Exercise instructions: If a line of the records contains the string "authorization", copy it out.
┌────────
#[cfg(test)]
mod tests {
    use super::*;
    use crate::application::registry::{ExtensionContext, ProviderBindings, StaticExtension};
    use crate::application::retry::RetryStrategy;
    use crate::domain::{DataVertical, PhotoAlbum, PhotoModel, PhotosContainer, ContainerResource};
    use crate::port::mocks::{InMemoryStore, StaticAppCredentialStore};
    use crate::port::provider::mocks::{MockExporter, MockPhotosImporter, MockUpload};
    use crate::port::item_result_store::CachedOutcome;
    use crate::port::TemporaryPerJobDataStore;
    use crate::port::time_provider::FixedTimeProvider;
    use crate::security::encrypt_auth_data;

    fn photo(id: &str) -> PhotoModel {
        PhotoModel {
            data_id: id.to_string(),
            album_id: Some("a1".to_string()),
            title: id.to_string(),
            description: None,
            media_type: "image/jpeg".to_string(),
            fetchable_url: format!("https://flickr.test/{}", id),
            in_temp_store: false,
        }
    }

    fn page(ids: &[&str]) -> ContainerResource {
        ContainerResource::Photos(PhotosContainer {
            albums: vec![PhotoAlbum {
                id: "a1".into(),
                name: "Holiday".into(),
                description: None,
            }],
            photos: ids.iter().map(|id| photo(id)).collect(),
        })
    }

    async fn running_job(store: &InMemoryStore) -> PortabilityJob {
        let key = SessionKey::generate();
        let mut job = PortabilityJob::new("job-1", 0, "flickr", "backblaze", DataVertical::Photos, key.encode());
        store.create(&job).await.unwrap();
        job.authorization.encrypted_export_auth_data =
            Some(encrypt_auth_data(&key, &AuthData::token_secret("T1", "s1")).unwrap());
        job.authorization.encrypted_import_auth_data =
            Some(encrypt_auth_data(&key, &AuthData::bearer("T2")).unwrap());
        job.authorization.state = JobState::TransferInProgress;
        store.update(&job, JobState::Created).await.unwrap();
        job
    }

    fn pipeline(
        store: Arc<InMemoryStore>,
        exporter: Arc<MockExporter>,
        importer: Arc<MockPhotosImporter>,
        strategy: RetryStrategy,
    ) -> TransferPipeline {
        let registry = ExtensionRegistry::new(vec![
            Box::new(StaticExtension::new(
                "flickr",
                ProviderBindings::default().with_exporter(DataVertical::Photos, exporter),
            )),
            Box::new(StaticExtension::new(
                "backblaze",
                ProviderBindings::default().with_importer(DataVertical::Photos, importer),
            )),
        ]);
        registry.initialize(&ExtensionContext {
            temp_store: store.clone(),
            app_credentials: Arc::new(StaticAppCredentialStore::default()),
            base_url: String::new(),
            base_api_url: String::new(),
        });
        TransferPipeline::new(
            store.clone(),
            Arc::new(registry),
            store,
            Arc::new(RetryStrategyLibrary::uniform(strategy)),
            Arc::new(FixedTimeProvider::new(10_000)),
            Duration::from_millis(5),
        )
    }

    #[tokio::test]
    async fn test_paginated_transfer_completes() {
        let store = Arc::new(InMemoryStore::new());
        let exporter = Arc::new(MockExporter::new(vec![page(&["p1", "p2"]), page(&["p3"])]));
        let importer = Arc::new(MockPhotosImporter::new([
            ("p1".to_string(), MockUpload::Succeed(100)),
            ("p2".to_string(), MockUpload::Succeed(200)),
            ("p3".to_string(), MockUpload::Succeed(300)),
        ]));
        let pipeline = pipeline(store.clone(), exporter.clone(), importer.clone(), RetryStrategy::Skip);
        let job = running_job(&store).await;

        let summary = pipeline.run(job).await.unwrap();
        assert_eq!(summary.pages, 2);
        assert_eq!(summary.job.state(), JobState::Complete);
        assert_eq!(summary.job.bytes_transferred, 600);
        assert_eq!(exporter.seen_tokens(), vec!["T1", "T1"]);
        assert_eq!(importer.seen_tokens(), vec!["T2", "T2"]);
        // Album appears on both pages but is created once
        assert_eq!(importer.calls_for("album:a1"), 1);

        let stored = store.find("job-1").await.unwrap().unwrap();
        assert_eq!(stored.state(), JobState::Complete);
        assert_eq!(stored.bytes_transferred, 600);
    }

    fn staged(id: &str) -> PhotoModel {
        PhotoModel {
            in_temp_store: true,
            ..photo(id)
        }
    }

    /// Stage `p1` (5 bytes) in the temporary store and transfer it
    async fn transfer_staged_photo(store: Arc<InMemoryStore>) -> TransferSummary {
        let photo = staged("p1");
        store
            .put_blob_from_stream("job-1", &photo.fetchable_url, &mut &b"jpeg!"[..])
            .await
            .unwrap();
        assert_eq!(store.blob_count(), 1);

        let exporter = Arc::new(MockExporter::new(vec![ContainerResource::Photos(
            PhotosContainer {
                albums: vec![],
                photos: vec![photo],
            },
        )]));
        let importer = Arc::new(
            MockPhotosImporter::new([("p1".to_string(), MockUpload::Succeed(900))])
                .with_temp_store(store.clone()),
        );
        let pipeline = pipeline(store.clone(), exporter, importer, RetryStrategy::NoRetry);
        pipeline.run(running_job(&store).await).await.unwrap()
    }

    #[tokio::test]
    async fn test_staged_photo_is_read_and_removed() {
        let store = Arc::new(InMemoryStore::new());
        let summary = transfer_staged_photo(store.clone()).await;

        assert_eq!(summary.job.state(), JobState::Complete);
        assert_eq!(summary.job.bytes_transferred, 5);
        assert_eq!(store.blob_count(), 0);
    }

    #[tokio::test]
    async fn test_staged_blob_cleanup_failure_is_swallowed() {
        let store = Arc::new(InMemoryStore::new());
        store.fail_blob_removal(true);
        let summary = transfer_staged_photo(store.clone()).await;

        assert_eq!(summary.job.state(), JobState::Complete);
        assert_eq!(summary.job.bytes_transferred, 5);
        assert!(summary.report.fatal.is_empty());
        assert!(summary.report.skipped.is_empty());
        // Removal failed, so the blob is still there
        assert_eq!(store.blob_count(), 1);

        let results = store.load_results("job-1").await.unwrap();
        assert_eq!(
            results,
            vec![(
                "photo:p1".to_string(),
                CachedOutcome::Success {
                    handle: "root/p1".to_string(),
                    bytes: Some(5),
                },
            )]
        );
    }

    #[tokio::test]
    async fn test_unskippable_item_failure_ends_in_error() {
        let store = Arc::new(InMemoryStore::new());
        let exporter = Arc::new(MockExporter::new(vec![page(&["p1", "p2"])]));
        let importer = Arc::new(MockPhotosImporter::new([
            ("p1".to_string(), MockUpload::Succeed(100)),
            ("p2".to_string(), MockUpload::Fail(TransferError::provider("quota"))),
        ]));
        let pipeline = pipeline(store.clone(), exporter, importer, RetryStrategy::NoRetry);

        let summary = pipeline.run(running_job(&store).await).await.unwrap();
        assert_eq!(summary.job.state(), JobState::Error);
        assert_eq!(summary.job.bytes_transferred, 100);
        assert_eq!(summary.report.fatal.len(), 1);
        assert_eq!(summary.job.failure_reason.as_deref(), Some("1 item(s) failed"));
    }

    #[tokio::test]
    async fn test_export_failure_ends_in_error() {
        let store = Arc::new(InMemoryStore::new());
        let pipeline = pipeline(
            store.clone(),
            Arc::new(MockExporter::failing("account suspended")),
            Arc::new(MockPhotosImporter::new(Vec::new())),
            RetryStrategy::Skip,
        );

        let summary = pipeline.run(running_job(&store).await).await.unwrap();
        assert_eq!(summary.job.state(), JobState::Error);
        assert!(summary
            .job
            .failure_reason
            .as_deref()
            .unwrap()
            .contains("account suspended"));
    }

    #[tokio::test]
    async fn test_cancelled_job_starts_no_items() {
        let store = Arc::new(InMemoryStore::new());
        let importer = Arc::new(MockPhotosImporter::new([(
            "p1".to_string(),
            MockUpload::Succeed(100),
        )]));
        let pipeline = pipeline(
            store.clone(),
            Arc::new(MockExporter::new(vec![page(&["p1"])])),
            importer.clone(),
            RetryStrategy::Skip,
        );
        let mut job = running_job(&store).await;
        store.request_cancel(&job.id).await.unwrap();
        job.cancel_requested = true;

        let summary = pipeline.run(job).await.unwrap();
        assert_eq!(summary.job.state(), JobState::Error);
        assert_eq!(summary.job.failure_reason.as_deref(), Some("cancelled"));
        assert_eq!(importer.calls_for("photo:p1"), 0);
    }

    #[tokio::test]
    async fn test_rejects_job_not_in_progress() {
        let store = Arc::new(InMemoryStore::new());
        let pipeline = pipeline(
            store.clone(),
            Arc::new(MockExporter::new(vec![])),
            Arc::new(MockPhotosImporter::new(Vec::new())),
            RetryStrategy::Skip,
        );
        let job = PortabilityJob::new("job-2", 0, "flickr", "backblaze", DataVertical::Photos, "k");
        assert!(matches!(pipeline.run(job).await, Err(AppError::InvalidState(_))));
    }
}
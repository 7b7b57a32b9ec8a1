// SQLite TemporaryPerJobDataStore Implementation

use crate::error::map_sqlx_error;
use crate::store::SqliteStore;
use async_trait::async_trait;
use portability_core::error::{AppError, Result};
use portability_core::port::TemporaryPerJobDataStore;
use tokio::io::{AsyncRead, AsyncReadExt};
use tracing::debug;

#[async_trait]
impl TemporaryPerJobDataStore for SqliteStore {
    async fn put_blob_from_stream(
        &self,
        job_id: &str,
        key: &str,
        stream: &mut (dyn AsyncRead + Send + Unpin),
    ) -> Result<u64> {
        let mut data = Vec::new();
        let size = stream.read_to_end(&mut data).await? as u64;

        sqlx::query(
            r#"
            INSERT INTO job_blobs (job_id, blob_key, data, created_at)
            VALUES (?, ?, ?, ?)
            ON CONFLICT (job_id, blob_key) DO UPDATE SET
                data = excluded.data,
                created_at = excluded.created_at
            "#,
        )
        .bind(job_id)
        .bind(key)
        .bind(data)
        .bind(self.time_provider.now_millis())
        .execute(&self.pool)
        .await
        .map_err(map_sqlx_error)?;

        debug!(job_id = %job_id, key = %key, size = size, "Staged blob");
        Ok(size)
    }

    async fn get_blob(&self, job_id: &str, key: &str) -> Result<Vec<u8>> {
        sqlx::query_scalar::<_, Vec<u8>>(
            "SELECT data FROM job_blobs WHERE job_id = ? AND blob_key = ?",
        )
        .bind(job_id)
        .bind(key)
        .fetch_optional(&self.pool)
        .await
        .map_err(map_sqlx_error)?
        .ok_or_else(|| AppError::NotFound(format!("Blob {}/{} not found", job_id, key)))
    }

    async fn remove_blob(&self, job_id: &str, key: &str) -> Result<()> {
        sqlx::query("DELETE FROM job_blobs WHERE job_id = ? AND blob_key = ?")
            .bind(job_id)
            .bind(key)
            .execute(&self.pool)
            .await
            .map_err(map_sqlx_error)?;
        Ok(())
    }
}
└────────
Response to this exercise:
        job.authorization.encrypted_export_auth_data =
        job.authorization.encrypted_import_auth_data =
        job.authorization.state = JobState::TransferInProgress;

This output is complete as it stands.